▸ Activity: Every entry is to be set down a second time, precisely as written.
Start of Extracted data
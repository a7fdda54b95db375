//! Asymmetric embedding that turns inner product ranking into a tree-friendly
//! similarity ranking.
//!
//! Dataset rows are rescaled so the largest norm is 1 and get `m` extra
//! coordinates derived from their rescaled norm. Queries keep their scale and
//! get `m` zeros, so the extra coordinates never contribute to a query score
//! but still pull dataset vectors of different norms apart during clustering.

use serde::{Deserialize, Serialize};

use crate::math::{l2_norm_sqr, scale};
use crate::matrix::FloatMatrix;
use crate::HkmError;

/// How the appended dataset coordinates are derived from the rescaled norm `r`.
#[derive(Debug, Clone, Copy, PartialEq, Eq, Default, Serialize, Deserialize)]
#[serde(rename_all = "snake_case")]
pub enum Augmentation {
    /// Every extra coordinate is `0.5 - r^2`.
    #[default]
    Repeated,
    /// Extra coordinate `j` is `0.5 - r^(2^(j+1))`.
    PowerSeries,
}

impl Augmentation {
    fn fill(self, extras: &mut [f32], norm: f32) {
        match self {
            Augmentation::Repeated => extras.fill(0.5 - norm * norm),
            Augmentation::PowerSeries => {
                let mut power = norm;
                for value in extras.iter_mut() {
                    power *= power;
                    *value = 0.5 - power;
                }
            }
        }
    }
}

/// The dataset/query embedding pair for a fixed number of extra coordinates.
#[derive(Debug, Clone, Copy, PartialEq, Eq)]
pub struct MipsTransform {
    extra_dims: usize,
    augmentation: Augmentation,
}

impl MipsTransform {
    pub fn new(extra_dims: usize, augmentation: Augmentation) -> Self {
        Self {
            extra_dims,
            augmentation,
        }
    }

    pub fn extra_dims(&self) -> usize {
        self.extra_dims
    }

    pub fn augmentation(&self) -> Augmentation {
        self.augmentation
    }

    /// Length of an embedded vector for inputs of length `dim`.
    pub fn embedded_dim(&self, dim: usize) -> usize {
        dim + self.extra_dims
    }

    /// Embed the dataset side.
    ///
    /// With `m = 0` the rows are returned unchanged. A dataset whose largest
    /// norm is zero is left unscaled.
    pub fn embed_dataset(&self, vectors: &FloatMatrix) -> Result<FloatMatrix, HkmError> {
        if self.extra_dims == 0 {
            return Ok(vectors.clone());
        }
        if vectors.is_empty() {
            return Err(HkmError::EmptyMatrix);
        }

        let dim = vectors.dim();
        let mut embedded = FloatMatrix::zeros(vectors.rows(), self.embedded_dim(dim));
        let mut max_norm = 0.0f32;
        for (idx, vector) in vectors.iter_rows().enumerate() {
            embedded.row_mut(idx)[..dim].copy_from_slice(vector);
            max_norm = max_norm.max(l2_norm_sqr(vector).sqrt());
        }

        let inv = if max_norm > 0.0 { 1.0 / max_norm } else { 1.0 };
        for idx in 0..embedded.rows() {
            let row = embedded.row_mut(idx);
            let (coords, extras) = row.split_at_mut(dim);
            scale(coords, inv);
            let norm = l2_norm_sqr(coords).sqrt();
            self.augmentation.fill(extras, norm);
        }

        Ok(embedded)
    }

    /// Embed a batch of queries: coordinates copied, extras zero, no scaling.
    pub fn embed_queries(&self, queries: &FloatMatrix) -> FloatMatrix {
        if self.extra_dims == 0 {
            return queries.clone();
        }
        let mut embedded = FloatMatrix::zeros(queries.rows(), self.embedded_dim(queries.dim()));
        for (idx, query) in queries.iter_rows().enumerate() {
            embedded.row_mut(idx)[..query.len()].copy_from_slice(query);
        }
        embedded
    }

    /// Embed a single query.
    pub fn embed_query(&self, query: &[f32]) -> Vec<f32> {
        let mut embedded = Vec::with_capacity(self.embedded_dim(query.len()));
        embedded.extend_from_slice(query);
        embedded.resize(self.embedded_dim(query.len()), 0.0);
        embedded
    }
}

/// Embed dataset vectors with `m` repeated extra coordinates.
pub fn embed_dataset(vectors: &FloatMatrix, m: usize) -> Result<FloatMatrix, HkmError> {
    MipsTransform::new(m, Augmentation::Repeated).embed_dataset(vectors)
}

/// Embed query vectors with `m` zero coordinates.
pub fn embed_query(queries: &FloatMatrix, m: usize) -> FloatMatrix {
    MipsTransform::new(m, Augmentation::Repeated).embed_queries(queries)
}

#[cfg(test)]
mod tests {
    use super::*;

    fn sample() -> FloatMatrix {
        FloatMatrix::from_rows(&[vec![3.0, 4.0], vec![0.0, 1.0], vec![-1.5, 2.0]]).unwrap()
    }

    #[test]
    fn dataset_rows_are_rescaled_to_unit_max_norm() {
        let embedded = embed_dataset(&sample(), 2).unwrap();
        assert_eq!(embedded.dim(), 4);
        // Largest row had norm 5.
        assert!((embedded.row(0)[0] - 0.6).abs() < 1e-6);
        assert!((embedded.row(0)[1] - 0.8).abs() < 1e-6);
        // r = 1 for the largest row, so extras are 0.5 - 1.
        assert!((embedded.row(0)[2] + 0.5).abs() < 1e-6);
        assert_eq!(embedded.row(0)[2], embedded.row(0)[3]);
        // r = 0.2 for the second row.
        assert!((embedded.row(1)[2] - (0.5 - 0.04)).abs() < 1e-6);
    }

    #[test]
    fn power_series_squares_per_coordinate() {
        let transform = MipsTransform::new(3, Augmentation::PowerSeries);
        let embedded = transform.embed_dataset(&sample()).unwrap();
        let extras = &embedded.row(1)[2..];
        let r = 0.2f32;
        assert!((extras[0] - (0.5 - r.powi(2))).abs() < 1e-6);
        assert!((extras[1] - (0.5 - r.powi(4))).abs() < 1e-6);
        assert!((extras[2] - (0.5 - r.powi(8))).abs() < 1e-6);
    }

    #[test]
    fn queries_are_zero_padded_without_scaling() {
        let embedded = embed_query(&sample(), 2);
        assert_eq!(embedded.row(0), &[3.0f32, 4.0, 0.0, 0.0][..]);
        let single = MipsTransform::new(2, Augmentation::Repeated).embed_query(&[1.0, -1.0]);
        assert_eq!(single, vec![1.0, -1.0, 0.0, 0.0]);
    }

    #[test]
    fn empty_dataset_is_rejected() {
        assert_eq!(
            embed_dataset(&FloatMatrix::new(3), 1),
            Err(HkmError::EmptyMatrix)
        );
    }

    #[test]
    fn all_zero_dataset_is_left_unscaled() {
        let zeros = FloatMatrix::zeros(3, 2);
        let embedded = embed_dataset(&zeros, 1).unwrap();
        assert!(embedded.as_slice().iter().all(|v| v.is_finite()));
        assert_eq!(embedded.row(2), &[0.0f32, 0.0, 0.5][..]);
    }
}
End of Extracted data
▸ Your response:
repository a7fdda54b95db375
//! Asymmetric embedding that turns inner product ranking into a tree-friendly
//! similarity ranking.
//!
//! Dataset rows are rescaled so the largest norm is 1 and get `m` extra
//! coordinates derived from their rescaled norm. Queries keep their scale and
//! get `m` zeros, so the extra coordinates never contribute to a query score
//! but still pull dataset vectors of different norms apart during clustering.

use serde::{Deserialize, Serialize};

use crate::math::{l2_norm_sqr, scale};
use crate::matrix::FloatMatrix;
use crate::HkmError;

/// How the appended dataset coordinates are derived from the rescaled norm `r`.
#[derive(Debug, Clone, Copy, PartialEq, Eq, Default, Serialize, Deserialize)]
#[serde(rename_all = "snake_case")]
pub enum Augmentation {
    /// Every extra coordinate is `0.5 - r^2`.
    #[default]
    Repeated,
    /// Extra coordinate `j` is `0.5 - r^(2^(j+1))`.
    PowerSeries,
}

impl Augmentation {
    fn fill(self, extras: &mut [f32], norm: f32) {
        match self {
            Augmentation::Repeated => extras.fill(0.5 - norm * norm),
            Augmentation::PowerSeries => {
                let mut power = norm;
                for value in extras.iter_mut() {
                    power *= power;
                    *value = 0.5 - power;
                }
            }
        }
    }
}

/// The dataset/query embedding pair for a fixed number of extra coordinates.
#[derive(Debug, Clone, Copy, PartialEq, Eq)]
pub struct MipsTransform {
    extra_dims: usize,
    augmentation: Augmentation,
}

impl MipsTransform {
    pub fn new(extra_dims: usize, augmentation: Augmentation) -> Self {
        Self {
            extra_dims,
            augmentation,
        }
    }

    pub fn extra_dims(&self) -> usize {
        self.extra_dims
    }

    pub fn augmentation(&self) -> Augmentation {
        self.augmentation
    }

    /// Length of an embedded vector for inputs of length `dim`.
    pub fn embedded_dim(&self, dim: usize) -> usize {
        dim + self.extra_dims
    }

    /// Embed the dataset side.
    ///
    /// With `m = 0` the rows are returned unchanged. A dataset whose largest
    /// norm is zero is left unscaled.
    pub fn embed_dataset(&self, vectors: &FloatMatrix) -> Result<FloatMatrix, HkmError> {
        if self.extra_dims == 0 {
            return Ok(vectors.clone());
        }
        if vectors.is_empty() {
            return Err(HkmError::EmptyMatrix);
        }

        let dim = vectors.dim();
        let mut embedded = FloatMatrix::zeros(vectors.rows(), self.embedded_dim(dim));
        let mut max_norm = 0.0f32;
        for (idx, vector) in vectors.iter_rows().enumerate() {
            embedded.row_mut(idx)[..dim].copy_from_slice(vector);
            max_norm = max_norm.max(l2_norm_sqr(vector).sqrt());
        }

        let inv = if max_norm > 0.0 { 1.0 / max_norm } else { 1.0 };
        for idx in 0..embedded.rows() {
            let row = embedded.row_mut(idx);
            let (coords, extras) = row.split_at_mut(dim);
            scale(coords, inv);
            let norm = l2_norm_sqr(coords).sqrt();
            self.augmentation.fill(extras, norm);
        }

        Ok(embedded)
    }

    /// Embed a batch of queries: coordinates copied, extras zero, no scaling.
    pub fn embed_queries(&self, queries: &FloatMatrix) -> FloatMatrix {
        if self.extra_dims == 0 {
            return queries.clone();
        }
        let mut embedded = FloatMatrix::zeros(queries.rows(), self.embedded_dim(queries.dim()));
        for (idx, query) in queries.iter_rows().enumerate() {
            embedded.row_mut(idx)[..query.len()].copy_from_slice(query);
        }
        embedded
    }

    /// Embed a single query.
    pub fn embed_query(&self, query: &[f32]) -> Vec<f32> {
        let mut embedded = Vec::with_capacity(self.embedded_dim(query.len()));
        embedded.extend_from_slice(query);
        embedded.resize(self.embedded_dim(query.len()), 0.0);
        embedded
    }
}

/// Embed dataset vectors with `m` repeated extra coordinates.
pub fn embed_dataset(vectors: &FloatMatrix, m: usize) -> Result<FloatMatrix, HkmError> {
    MipsTransform::new(m, Augmentation::Repeated).embed_dataset(vectors)
}

/// Embed query vectors with `m` zero coordinates.
pub fn embed_query(queries: &FloatMatrix, m: usize) -> FloatMatrix {
    MipsTransform::new(m, Augmentation::Repeated).embed_queries(queries)
}

#[cfg(test)]
mod tests {
    use super::*;

    fn sample() -> FloatMatrix {
        FloatMatrix::from_rows(&[vec![3.0, 4.0], vec![0.0, 1.0], vec![-1.5, 2.0]]).unwrap()
    }

    #[test]
    fn dataset_rows_are_rescaled_to_unit_max_norm() {
        let embedded = embed_dataset(&sample(), 2).unwrap();
        assert_eq!(embedded.dim(), 4);
        // Largest row had norm 5.
        assert!((embedded.row(0)[0] - 0.6).abs() < 1e-6);
        assert!((embedded.row(0)[1] - 0.8).abs() < 1e-6);
        // r = 1 for the largest row, so extras are 0.5 - 1.
        assert!((embedded.row(0)[2] + 0.5).abs() < 1e-6);
        assert_eq!(embedded.row(0)[2], embedded.row(0)[3]);
        // r = 0.2 for the second row.
        assert!((embedded.row(1)[2] - (0.5 - 0.04)).abs() < 1e-6);
    }

    #[test]
    fn power_series_squares_per_coordinate() {
        let transform = MipsTransform::new(3, Augmentation::PowerSeries);
        let embedded = transform.embed_dataset(&sample()).unwrap();
        let extras = &embedded.row(1)[2..];
        let r = 0.2f32;
        assert!((extras[0] - (0.5 - r.powi(2))).abs() < 1e-6);
        assert!((extras[1] - (0.5 - r.powi(4))).abs() < 1e-6);
        assert!((extras[2] - (0.5 - r.powi(8))).abs() < 1e-6);
    }

    #[test]
    fn queries_are_zero_padded_without_scaling() {
        let embedded = embed_query(&sample(), 2);
        assert_eq!(embedded.row(0), &[3.0f32, 4.0, 0.0, 0.0][..]);
        let single = MipsTransform::new(2, Augmentation::Repeated).embed_query(&[1.0, -1.0]);
        assert_eq!(single, vec![1.0, -1.0, 0.0, 0.0]);
    }

    #[test]
    fn empty_dataset_is_rejected() {
        assert_eq!(
            embed_dataset(&FloatMatrix::new(3), 1),
            Err(HkmError::EmptyMatrix)
        );
    }

    #[test]
    fn all_zero_dataset_is_left_unscaled() {
        let zeros = FloatMatrix::zeros(3, 2);
        let embedded = embed_dataset(&zeros, 1).unwrap();
        assert!(embedded.as_slice().iter().all(|v| v.is_finite()));
        assert_eq!(embedded.row(2), &[0.0f32, 0.0, 0.5][..]);
    }
}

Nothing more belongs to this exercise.